Patients’ shares of their medical costs have been escalating rapidly in recent years due to rising insurance premiums, deductibles and copays, and the popularity of high-deductible insurance plans.
The authors obtained data for the study by surveying 621 internists and conducting in-person interviews with 20. Among their findings:
• Whereas 75 percent of respondents said they now consider out-of-pocket costs when making most clinical decisions, only 50 percent said they had frequent discussions about costs with patients.
• Three-quarters of study participants said they knew of a patient taking medicine in smaller doses or less frequently than prescribed during the past year because of cost, and 90 percent knew of a patient not filling a prescription.

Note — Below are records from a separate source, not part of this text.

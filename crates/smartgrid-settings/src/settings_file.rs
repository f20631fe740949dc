//! Settings file utilities

use anyhow::{Context, Result};
use std::path::PathBuf;

pub fn data_dir() -> Result<PathBuf> {
    dirs::data_dir()
        .context("Could not determine data directory")
        .map(|p| p.join("smartgrid"))
}

pub fn preferences_db_file() -> Result<PathBuf> {
    data_dir().map(|p| p.join("preferences.db"))
}

pub fn filter_sets_db_file() -> Result<PathBuf> {
    data_dir().map(|p| p.join("filter_sets.db"))
}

• Eighty-four percent of participants reported knowing of patients going without medical care during the previous year because they couldn’t afford the tests, treatments or follow-up care.
• About three in 10 participants said there had been times during the previous year when they wanted to discuss out-of-pocket prescription drug costs with patients, but didn’t.
• Among participants who reported frequent cost conversations with patients, 69 percent said that cost to the patient was the most important factor when deciding which drug to prescribe, compared with 56 percent for those who did not discuss costs with patients frequently.
The authors note that a problem doctors often encounter in cost discussions is patients’ hesitancy to bring up the subject out of embarrassment or deference to the doctor. Therefore, doctors have to rely on clues such as nonadherence or delaying care to determine whether a problem exists.
And while survey participants rarely knew the exact out-of-pocket cost to a patient of a specific treatment or medication, they were usually able to offer general explanations of potential costs and help patients through processes to get coverage for medications, treatments and services, or at least reduce their costs.
The study, “U.S Internists’ Perspectives on Discussing Cost of Care with Patients: Structured Interviews and a Survey” is part of a supplement to the May 7, 2019 issue of Annals of Internal Medicine.